This post’s title comes from the tagline for the Loyola University Museum of Art, a small museum hidden in plain sight off Michigan Avenue at the Water Tower in downtown Chicago.  The phrase succinctly expresses the museum’s mission to explore and promote the spiritual in art of all faiths.  While in Chicago last Saturday returning Michael to college, my birthday gift to myself was touring two of their visiting exhibits.  I highly recommend them if you’re in Chicago this fall.

I have been a fan of Janet McKenzie’s art for several years and so could not miss the opportunity to see 21 of her paintings in a display entitled Holiness and the Feminine Spirit.  LUMA’s press release sums it up well.  “McKenzie creates masterful paintings that celebrate all people, particularly women and people of color. In 1999, her painting Jesus of the People won the National Catholic Reporter’s competition for a new image of Jesus, and she subsequently received worldwide attention for her unusual interpretation of the image of Jesus. McKenzie has uniquely focused on the Holy Family and the Catholic saints, depicting them as people from many ethnicities and cultures, including Native American, Middle Eastern, African, and Asian. McKenzie challenges the predominant western interpretation of the Holy Family as blue-eyed and fair-skinned, suggesting that viewers of her work reconsider this standard.”  The images speak powerfully yet gently, as if from a deep well of silent strength, against the simple, Shaker-like setting of the gallery.

illustration for the 10 commandments, photo by Randy OHC via Flickr, Creative Commons license

Unexpectedly, I also found myself captivated by the exhibit of pages from the St.

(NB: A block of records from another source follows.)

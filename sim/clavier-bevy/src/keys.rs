//! Piano key event extraction.
//!
//! Keys are ordinary hinged bodies in the model; nothing in the solver
//! knows about notes. This module finds the key bodies by name once per
//! load, then each solver step reads their joint angles, derives a
//! pressed/released bit per key, and turns the edges into attack and
//! release transitions. A frame-rate system recolors key geometry from
//! the same transitions.

use bevy::prelude::*;
use clavier_model::{Data, Model};

use crate::scene::SceneEntities;

/// Number of keys on a full piano, and the span of the note table.
pub const KEY_COUNT: usize = 88;

/// MIDI note of the lowest key (A0).
pub const MIDI_BASE: u8 = 21;

/// A key counts as pressed when its clamped joint angle is within this
/// many radians (0.5 degrees) of the range maximum.
pub const PRESS_TOLERANCE: f64 = 0.008_726_65;

/// Pressed key color.
pub const PRESSED_COLOR: Color = Color::srgb(0.2, 0.8, 0.2);
/// Released white-key color.
pub const WHITE_COLOR: Color = Color::srgb(0.9, 0.9, 0.9);
/// Released black-key color.
pub const BLACK_COLOR: Color = Color::srgb(0.1, 0.1, 0.1);

/// MIDI note number for a key index (0 = A0 .. 87 = C8).
#[must_use]
#[allow(clippy::cast_possible_truncation)]
pub fn midi_for_key(key: usize) -> u8 {
    MIDI_BASE + key as u8
}

/// Human-readable note label for a MIDI note ("A0", "C#4", "C8").
#[must_use]
pub fn note_label(midi: u8) -> String {
    const NAMES: [&str; 12] = [
        "C", "C#", "D", "D#", "E", "F", "F#", "G", "G#", "A", "A#", "B",
    ];
    let octave = i32::from(midi) / 12 - 1;
    format!("{}{octave}", NAMES[usize::from(midi) % 12])
}

/// One key's resolved model indices.
#[derive(Debug, Clone)]
pub struct KeyBinding {
    /// Body carrying the key geometry.
    pub body: usize,
    /// Address of the hinge's scalar slot in `qpos`.
    pub qpos_adr: usize,
    /// Hinge range; the max end is the fully pressed angle.
    pub range: (f64, f64),
    /// White or black key, for release recoloring.
    pub is_white: bool,
    /// Rendered geoms belonging to the key body.
    pub geoms: Vec<usize>,
}

/// Key index -> binding table, resolved once per model load.
///
/// A body binds to key `i` when its decoded name carries the `piano/`
/// marker and the `key` word, with `i` parsed from the third `_` field
/// (`piano/white_key_39`). Bodies that match the naming scheme but lack
/// a joint or carry an out-of-range index are skipped with a warning.
#[derive(Resource, Debug, Clone)]
pub struct KeyBindings {
    keys: Vec<Option<KeyBinding>>,
}

impl KeyBindings {
    /// Scan the model's bodies for piano keys.
    #[must_use]
    pub fn resolve(model: &Model) -> Self {
        let mut keys: Vec<Option<KeyBinding>> = vec![None; KEY_COUNT];

        for body in 0..model.nbody {
            let name = model.body_name(body);
            if !name.contains("piano/") || !name.contains("key") {
                continue;
            }
            let Some(index) = name.split('_').nth(2).and_then(|s| s.parse::<usize>().ok())
            else {
                warn!("key-like body '{name}' has no parsable index; skipping");
                continue;
            };
            if index >= KEY_COUNT {
                warn!("body '{name}' names key {index}, outside the 88-key range; skipping");
                continue;
            }
            let Some(joint) = model.body_joint(body) else {
                warn!("key body '{name}' has no joint; skipping");
                continue;
            };

            let geoms = (0..model.ngeom)
                .filter(|&g| model.geom_body[g] == body)
                .collect();
            keys[index] = Some(KeyBinding {
                body,
                qpos_adr: model.jnt_qpos_adr[joint],
                range: model.jnt_range[joint],
                is_white: name.contains("white"),
                geoms,
            });
        }

        Self { keys }
    }

    /// The binding for a key index, when the model has that key.
    #[must_use]
    pub fn key(&self, index: usize) -> Option<&KeyBinding> {
        self.keys.get(index).and_then(Option::as_ref)
    }

    /// How many keys resolved.
    #[must_use]
    pub fn bound_count(&self) -> usize {
        self.keys.iter().filter(|k| k.is_some()).count()
    }
}

/// One pressed/released edge.
#[derive(Debug, Clone, Copy, PartialEq, Eq)]
pub struct KeyTransition {
    /// Key index (0..88).
    pub key: usize,
    /// MIDI note for the key.
    pub midi: u8,
    /// `true` for an attack, `false` for a release.
    pub pressed: bool,
}

/// Transitions produced since the frame-rate consumers last drained.
/// Steps within one render frame accumulate here.
#[derive(Resource, Debug, Default)]
pub struct TransitionQueue(Vec<KeyTransition>);

impl TransitionQueue {
    /// Queue a transition.
    pub fn push(&mut self, transition: KeyTransition) {
        self.0.push(transition);
    }

    /// Take everything queued so far.
    pub fn drain(&mut self) -> Vec<KeyTransition> {
        std::mem::take(&mut self.0)
    }

    /// Queued transition count.
    #[must_use]
    pub fn len(&self) -> usize {
        self.0.len()
    }

    /// Whether the queue is empty.
    #[must_use]
    pub fn is_empty(&self) -> bool {
        self.0.is_empty()
    }
}

/// Double-buffered per-key pressed state.
#[derive(Resource, Debug, Clone)]
pub struct Activation {
    current: Vec<bool>,
    previous: Vec<bool>,
}

impl Activation {
    /// Fresh all-released state sized for the binding table.
    #[must_use]
    pub fn for_bindings(bindings: &KeyBindings) -> Self {
        let n = bindings.keys.len();
        Self {
            current: vec![false; n],
            previous: vec![false; n],
        }
    }

    /// Force everything released without emitting transitions (reset).
    pub fn clear(&mut self) {
        self.current.fill(false);
        self.previous.fill(false);
    }

    /// Pressed state of a key as of the last extract.
    #[must_use]
    pub fn is_pressed(&self, key: usize) -> bool {
        self.current.get(key).copied().unwrap_or(false)
    }

    /// Read joint state for every bound key and emit the edges since the
    /// previous call.
    ///
    /// The joint angle is clamped to the hinge range first, so a key
    /// pushed past its physical stop still reads as pressed. Pressed
    /// means within [`PRESS_TOLERANCE`] of the range max.
    pub fn extract(&mut self, bindings: &KeyBindings, data: &Data) -> Vec<KeyTransition> {
        let mut transitions = Vec::new();
        for (key, binding) in bindings.keys.iter().enumerate() {
            let Some(binding) = binding else { continue };
            let Some(&q) = data.qpos.as_slice().get(binding.qpos_adr) else {
                continue;
            };
            let (lo, hi) = binding.range;
            let clamped = q.clamp(lo, hi);
            let pressed = (hi - clamped).abs() <= PRESS_TOLERANCE;

            if pressed != self.previous[key] {
                transitions.push(KeyTransition {
                    key,
                    midi: midi_for_key(key),
                    pressed,
                });
            }
            self.current[key] = pressed;
            self.previous[key] = pressed;
        }
        transitions
    }
}

/// Frame-rate system: recolor key geometry for every queued transition.
#[allow(clippy::needless_pass_by_value)]
pub fn recolor_keys(
    mut transitions: ResMut<TransitionQueue>,
    bindings: Option<Res<KeyBindings>>,
    entities: Option<Res<SceneEntities>>,
    mut materials: ResMut<Assets<StandardMaterial>>,
    handles: Query<&MeshMaterial3d<StandardMaterial>>,
) {
    let (Some(bindings), Some(entities)) = (bindings, entities) else {
        return;
    };
    for transition in transitions.drain() {
        let Some(binding) = bindings.key(transition.key) else {
            continue;
        };
        let color = if transition.pressed {
            PRESSED_COLOR
        } else {
            released_color(binding.is_white)
        };
        tint_key(binding, &entities, &mut materials, &handles, color);
    }
}

/// Paint every bound key with its released color.
pub fn restore_key_colors(
    bindings: &KeyBindings,
    entities: &SceneEntities,
    materials: &mut Assets<StandardMaterial>,
    handles: &Query<&MeshMaterial3d<StandardMaterial>>,
) {
    for binding in bindings.keys.iter().flatten() {
        tint_key(
            binding,
            entities,
            materials,
            handles,
            released_color(binding.is_white),
        );
    }
}

fn released_color(is_white: bool) -> Color {
    if is_white {
        WHITE_COLOR
    } else {
        BLACK_COLOR
    }
}

fn tint_key(
    binding: &KeyBinding,
    entities: &SceneEntities,
    materials: &mut Assets<StandardMaterial>,
    handles: &Query<&MeshMaterial3d<StandardMaterial>>,
    color: Color,
) {
    for &g in &binding.geoms {
        let Some(entity) = entities.geoms.get(g).copied().flatten() else {
            continue;
        };
        let Ok(handle) = handles.get(entity) else {
            continue;
        };
        if let Some(material) = materials.get_mut(&handle.0) {
            material.base_color = color;
        }
    }
}
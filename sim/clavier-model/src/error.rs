//! Error types for model loading and validation.

use thiserror::Error;

/// Errors surfaced when a model descriptor is malformed.
///
/// Load/validation failures are fatal for that load only: the caller must
/// keep any previously loaded scene untouched (load is all-or-nothing).
/// Recoverable anomalies (unknown geom type, missing material/texture)
/// are NOT errors — the scene builder substitutes documented fallbacks.
#[derive(Debug, Error, Clone, PartialEq)]
pub enum ModelError {
    /// The model has no bodies. Body 0 (the world body) must exist.
    #[error("model has no bodies; body 0 must be the world body")]
    NoWorldBody,

    /// A parallel array's length disagrees with its entity count.
    #[error("array {array} has length {actual}, expected {expected}")]
    DimensionMismatch {
        /// Name of the offending array.
        array: &'static str,
        /// Expected length (the entity count).
        expected: usize,
        /// Actual length.
        actual: usize,
    },

    /// A geom references a body index outside `0..nbody`.
    #[error("geom {geom} references invalid body {body} (nbody = {nbody})")]
    InvalidBodyReference {
        /// Offending geom index.
        geom: usize,
        /// Out-of-range body index.
        body: usize,
        /// Number of bodies in the model.
        nbody: usize,
    },

    /// A geom's mesh data id is present but outside `0..nmesh`.
    #[error("geom {geom} references invalid mesh {mesh} (nmesh = {nmesh})")]
    InvalidMeshReference {
        /// Offending geom index.
        geom: usize,
        /// Out-of-range mesh index.
        mesh: usize,
        /// Number of meshes in the model.
        nmesh: usize,
    },

    /// A geom's material id is present but outside `0..nmat`.
    #[error("geom {geom} references invalid material {material} (nmat = {nmat})")]
    InvalidMaterialReference {
        /// Offending geom index.
        geom: usize,
        /// Out-of-range material index.
        material: usize,
        /// Number of materials in the model.
        nmat: usize,
    },

    /// A material's texture id is present but outside `0..ntex`.
    #[error("material {material} references invalid texture {texture} (ntex = {ntex})")]
    InvalidTextureReference {
        /// Offending material index.
        material: usize,
        /// Out-of-range texture index.
        texture: usize,
        /// Number of textures in the model.
        ntex: usize,
    },

    /// The model's timestep is non-positive or non-finite.
    #[error("invalid timestep: {0} (must be positive and finite)")]
    InvalidTimestep(f64),
}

John’s Bible, an illuminated manuscript being created by hand through calligraphy and paintings by a team of artists.  Ultimately it will be seven volumes, each weighing about 35 pounds!  Commissioned by the Benedictine monks at St. John’s Abbey in Collegeville, MN, to mark the third millennium, the project has been underway since 2000 and is not yet finished.  Thirteen pairs of the two-foot by three-foot vellum pages from the Hebrew Scripture are on display at LUMA.  Among the full page illuminations is a depiction of the seven days of Creation, each day represented by a vertical strip on the page.  Computer resources have been used in the design process, but the illuminations are created using traditional materials like quills, black lamp ink, gold leaf, and egg yolk to mix the pigments.  Web surfing since the visit, I’ve discovered that many related materials are available for purchase, including commercially printed versions of each volume.  There’s something about seeing these large colorful pages that makes you want to get out art materials and try your hand.  In fact, after seeing a video about this project, a first grade class in Rochester, MN, was so taken with the idea of writing out the whole Bible by hand that they copied and illustrated the Gospel of John and sent it to St. John’s Abbey as a show of support.

Both exhibits are on display through October 23, 2011.